There are about 14 million new cancer cases globally each year, the World Health Organization reported Monday. And the trend is only getting worse.
The global burden of cancer will grow by 70 percent over the next two decades, the WHO predicts, with an estimated 22 million new cases and 13 million deaths each year by 2032.
The majority of cases now occur in low- and middle-income countries, the agency found. Many of these nations' health care systems are ill-equipped to deal with the flood of complicated conditions that go along with disease.
Cancer in the developing world is a "time bomb," says Dr. Bernard Stewart, an epidemiologist at the University of New South Wales, in Sydney, Australia, who helped edit the WHO report. The problem, Stewart says, is that treatment availability for cancer hasn't kept up with the rise in its prevalence.
The long-held idea that cancer is a disease that affects primarily rich countries is slowly being undermined. You're still more likely to get cancer if you live in a wealthy country than if you live in a developing one. But you're more likely to die from the disease if you live in a poor country because cancer is often detected later in developing countries, and treatments are limited.

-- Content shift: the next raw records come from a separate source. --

// keyed containers use HashMap or BTreeMap under the hood
use core::hash::{BuildHasher, BuildHasherDefault, Hash};
use std::collections::{BTreeMap, HashMap};

use seahash::SeaHasher;

use crate::value::Value;

pub type KeyedHasher = BuildHasherDefault<SeaHasher>;

/// A hash map from keys to heterogeneous [`Value`]s, hashed with seahash.
pub type ValueMap<K> = HashMap<K, Value, KeyedHasher>;

/// The two read-only primitives every traversal and lookup helper is
/// built from: iterate all entries, or look a single key up.
///
/// Entries are yielded in the container's own iteration order. For
/// [`BTreeMap`] that is ascending key order; for [`HashMap`] it is
/// arbitrary but stable across repeated calls on the same unmodified
/// instance.
pub trait Keyed {
    type K;
    type V;

    fn entries(&self) -> impl Iterator<Item = (&Self::K, &Self::V)>;
    fn lookup(&self, key: &Self::K) -> Option<&Self::V>;
    fn len(&self) -> usize;

    fn is_empty(&self) -> bool {
        self.len() == 0
    }
}

impl<K, V, S> Keyed for HashMap<K, V, S>
where
    K: Eq + Hash,
    S: BuildHasher,
{
    type K = K;
    type V = V;

    fn entries(&self) -> impl Iterator<Item = (&K, &V)> {
        self.iter()
    }
    fn lookup(&self, key: &K) -> Option<&V> {
        self.get(key)
    }
    fn len(&self) -> usize {
        HashMap::len(self)
    }
}

impl<K, V> Keyed for BTreeMap<K, V>
where
    K: Ord,
{
    type K = K;
    type V = V;

    fn entries(&self) -> impl Iterator<Item = (&K, &V)> {
        self.iter()
    }
    fn lookup(&self, key: &K) -> Option<&V> {
        self.get(key)
    }
    fn len(&self) -> usize {
        BTreeMap::len(self)
    }
}
use thiserror::Error;

/// Errors raised when parsing textual literals into values.
///
/// The traversal and lookup surface itself never raises: absent keys,
/// tag mismatches and failed predicates are ordinary control flow there.
#[derive(Error, Debug)]
pub enum KeywiseError {
    #[error("Parse error: {message} (input: {input})")]
    Parse { message: String, input: String },
}

pub type Result<T> = std::result::Result<T, KeywiseError>;
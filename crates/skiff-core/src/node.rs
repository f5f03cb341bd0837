//! Node and permission types for files and folders.

use serde::{Deserialize, Deserializer, Serialize, Serializer};

bitflags::bitflags! {
    /// Capability flags granted on a node.
    ///
    /// A capability is granted iff its bit is set. The numeric values match
    /// the server's wire format, so the mask round-trips unchanged.
    #[derive(Debug, Clone, Copy, PartialEq, Eq, Hash)]
    pub struct Permission: u32 {
        const NONE = 0;
        const READ = 1;
        const UPDATE = 2;
        const CREATE = 4;
        const DELETE = 8;
        const SHARE = 16;
        const ALL = Self::READ.bits()
            | Self::UPDATE.bits()
            | Self::CREATE.bits()
            | Self::DELETE.bits()
            | Self::SHARE.bits();
    }
}

impl Default for Permission {
    fn default() -> Self {
        Permission::NONE
    }
}

// Serialized as the raw bitmask, matching the server's wire format.
impl Serialize for Permission {
    fn serialize<S: Serializer>(&self, serializer: S) -> Result<S::Ok, S::Error> {
        serializer.serialize_u32(self.bits())
    }
}

impl<'de> Deserialize<'de> for Permission {
    fn deserialize<D: Deserializer<'de>>(deserializer: D) -> Result<Self, D::Error> {
        let bits = u32::deserialize(deserializer)?;
        Ok(Permission::from_bits_truncate(bits))
    }
}

/// Whether a node is a file or a folder.
#[derive(Debug, Clone, Copy, PartialEq, Eq, Serialize, Deserialize)]
#[serde(rename_all = "lowercase")]
pub enum NodeKind {
    File,
    Folder,
}

/// A file or folder entity exposed by the host.
///
/// Everything users browse, select, and act upon is a node. Nodes are
/// supplied by the host and read-only from an action's perspective.
#[derive(Debug, Clone, Serialize, Deserialize)]
pub struct Node {
    /// Locator used to address the node, e.g. a WebDAV URI.
    pub source: String,

    /// File or folder name shown to the user.
    pub basename: String,

    /// File or folder.
    pub kind: NodeKind,

    /// Capability flags granted on this node.
    #[serde(default)]
    pub permissions: Permission,

    /// MIME type, if known.
    #[serde(skip_serializing_if = "Option::is_none")]
    pub mime: Option<String>,

    /// Entity tag reported by the server, if known.
    #[serde(skip_serializing_if = "Option::is_none")]
    pub etag: Option<String>,

    /// Arbitrary data for actions to consume.
    #[serde(skip_serializing_if = "Option::is_none")]
    pub attributes: Option<serde_json::Value>,
}

impl Node {
    /// Create a new node with required fields.
    ///
    /// Permissions default to [`Permission::NONE`]; the host fills in the
    /// granted mask before handing the node to actions.
    pub fn new(source: impl Into<String>, basename: impl Into<String>, kind: NodeKind) -> Self {
        Self {
            source: source.into(),
            basename: basename.into(),
            kind,
            permissions: Permission::NONE,
            mime: None,
            etag: None,
            attributes: None,
        }
    }
}

#[cfg(test)]
mod tests {
    use super::*;

    #[test]
    fn test_permission_wire_values() {
        assert_eq!(Permission::READ.bits(), 1);
        assert_eq!(Permission::UPDATE.bits(), 2);
        assert_eq!(Permission::CREATE.bits(), 4);
        assert_eq!(Permission::DELETE.bits(), 8);
        assert_eq!(Permission::SHARE.bits(), 16);
        assert_eq!(Permission::ALL.bits(), 31);
    }

    #[test]
    fn test_permission_contains() {
        let mask = Permission::READ | Permission::DELETE;
        assert!(mask.contains(Permission::DELETE));
        assert!(!mask.contains(Permission::SHARE));
        assert!(!Permission::NONE.contains(Permission::DELETE));
    }

    #[test]
    fn test_permission_serde_as_bits() {
        let json = serde_json::to_string(&(Permission::READ | Permission::DELETE)).unwrap();
        assert_eq!(json, "9");

        let mask: Permission = serde_json::from_str("31").unwrap();
        assert_eq!(mask, Permission::ALL);

        // Unknown bits from a newer server are dropped, not an error.
        let mask: Permission = serde_json::from_str("63").unwrap();
        assert_eq!(mask, Permission::ALL);
    }

    #[test]
    fn test_node_new_defaults() {
        let node = Node::new("dav://files/admin/doc.txt", "doc.txt", NodeKind::File);
        assert_eq!(node.permissions, Permission::NONE);
        assert!(node.mime.is_none());
        assert!(node.etag.is_none());
        assert!(node.attributes.is_none());
    }
}
//! Action API for the skiff file manager.
//!
//! This crate provides the contract between the host and file actions:
//! - The [`FileAction`] trait every action implements
//! - The [`ActionRegistry`] the host enumerates and dispatches from
//! - The [`EventBus`] actions use to announce node changes
//! - The [`L10n`] lookup actions use for user-facing labels

pub mod action;
pub mod events;
pub mod l10n;
pub mod registry;

pub use action::FileAction;
pub use events::{EventBus, FsEvent, FILES_NODE_DELETED};
pub use l10n::{Catalog, L10n};
pub use registry::{ActionRegistry, ActionRegistryError};

// Re-export skiff_core types for convenience
pub use skiff_core::{Node, NodeKind, Permission, View};
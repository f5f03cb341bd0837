//! Core types for the skiff file manager.
//!
//! This crate contains shared data structures that are used across all skiff crates:
//! - Node and permission types for files and folders
//! - View types for browsing contexts
//! - Configuration types
//! - Error types

mod config;
mod error;
mod node;
mod view;

pub use config::{config_dir, config_path, AppConfig, DavConfig};
pub use error::ConfigError;
pub use node::{Node, NodeKind, Permission};
pub use view::{View, TRASHBIN_VIEW_ID};
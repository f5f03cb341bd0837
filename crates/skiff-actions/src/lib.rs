//! Built-in file actions for the skiff file manager.
//!
//! Each action implements [`skiff_action_api::FileAction`] and is handed to
//! the host's registry once at startup via [`register_builtin_actions`].

pub mod delete;
pub mod icons;

use std::sync::Arc;

use skiff_action_api::{ActionRegistry, ActionRegistryError, EventBus, L10n};

pub use delete::{DeleteAction, DeleteBackend};

/// Register every built-in action.
///
/// Called by the host once at startup, before the registry is handed to
/// the dispatcher.
pub fn register_builtin_actions(
    registry: &ActionRegistry,
    backend: Arc<dyn DeleteBackend>,
    events: EventBus,
    l10n: Arc<L10n>,
) -> Result<(), ActionRegistryError> {
    registry.register(Arc::new(DeleteAction::new(backend, events, l10n)))
}
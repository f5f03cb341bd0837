//! HTTP client for WebDAV operations.

use reqwest::{Client, StatusCode};
use skiff_core::DavConfig;
use thiserror::Error;

/// Errors raised by the WebDAV transport.
#[derive(Debug, Error)]
pub enum DavError {
    /// Request could not be built or sent.
    #[error("request failed: {0}")]
    Request(#[from] reqwest::Error),

    /// Server answered with an error status.
    #[error("server returned {code}")]
    Status { code: StatusCode },
}

/// Thin wrapper around a pooled HTTP client.
#[derive(Debug, Clone)]
pub struct DavClient {
    client: Client,
}

impl DavClient {
    /// Create a new client from transport settings.
    ///
    /// # Errors
    ///
    /// Returns an error if the underlying HTTP client cannot be built.
    pub fn new(config: &DavConfig) -> Result<Self, DavError> {
        let client = Client::builder()
            .timeout(config.timeout())
            .connect_timeout(config.connect_timeout())
            .user_agent(&config.user_agent)
            .build()?;
        Ok(Self { client })
    }

    /// Create with default settings.
    ///
    /// # Errors
    ///
    /// Returns an error if the underlying HTTP client cannot be built.
    pub fn with_defaults() -> Result<Self, DavError> {
        Self::new(&DavConfig::default())
    }

    /// Delete the resource behind `url`.
    ///
    /// Any non-error response counts as success. The call is single-shot:
    /// no retries, no cancellation.
    ///
    /// # Errors
    ///
    /// Returns an error if the request fails on the wire or the server
    /// answers with a 4xx/5xx status.
    pub async fn delete(&self, url: &str) -> Result<(), DavError> {
        let response = self.client.delete(url).send().await?;
        let status = response.status();
        if status.is_client_error() || status.is_server_error() {
            return Err(DavError::Status { code: status });
        }
        tracing::debug!(%url, %status, "deleted remote resource");
        Ok(())
    }
}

"The drug treatment path is simply not an option for the vast majority of low-income countries," Stewart says.
Furthermore, in industrialized nations the most common cancers (malignancies of the breast, colon or prostate) have the best potential treatment options, whereas cancers most common in low-income countries (cancers of the liver, stomach or esophagus) are harder to treat.
The good news, Stewart says, is that the lessons learned in the West especially about early screening and prevention could help to stem the expansion of cancer in other parts of the world.
"There are actions that can be taken in low- and middle-income countries," Stewart says. In particular, vaccinations against human papillomavirus and hepatitis B and C can help stop the rise of cervical and liver cancers.
People living in North America and Europe are still the most likely to get cancer. But the sheer size of China's population means that more people now die of cancer in China than anywhere else in world.
Despite high rates of smoking, China's rate of lung cancer is actually lower than that of most European nations. Death rates in China from stomach and liver cancer, however, are the highest in the world.
There's great diversity in terms of what forms of cancer strike where. Breast cancer is the leading type of malignancy globally among women, yet in some African nations cervical cancer is more common. Of all the malignancies, prostate cancer kills the most men worldwide; but in Japan, for example, stomach cancer kills more men.
And while cancer is a growing problem in developing nations, the person most likely to get cancer anywhere on the planet is a black man in the United States.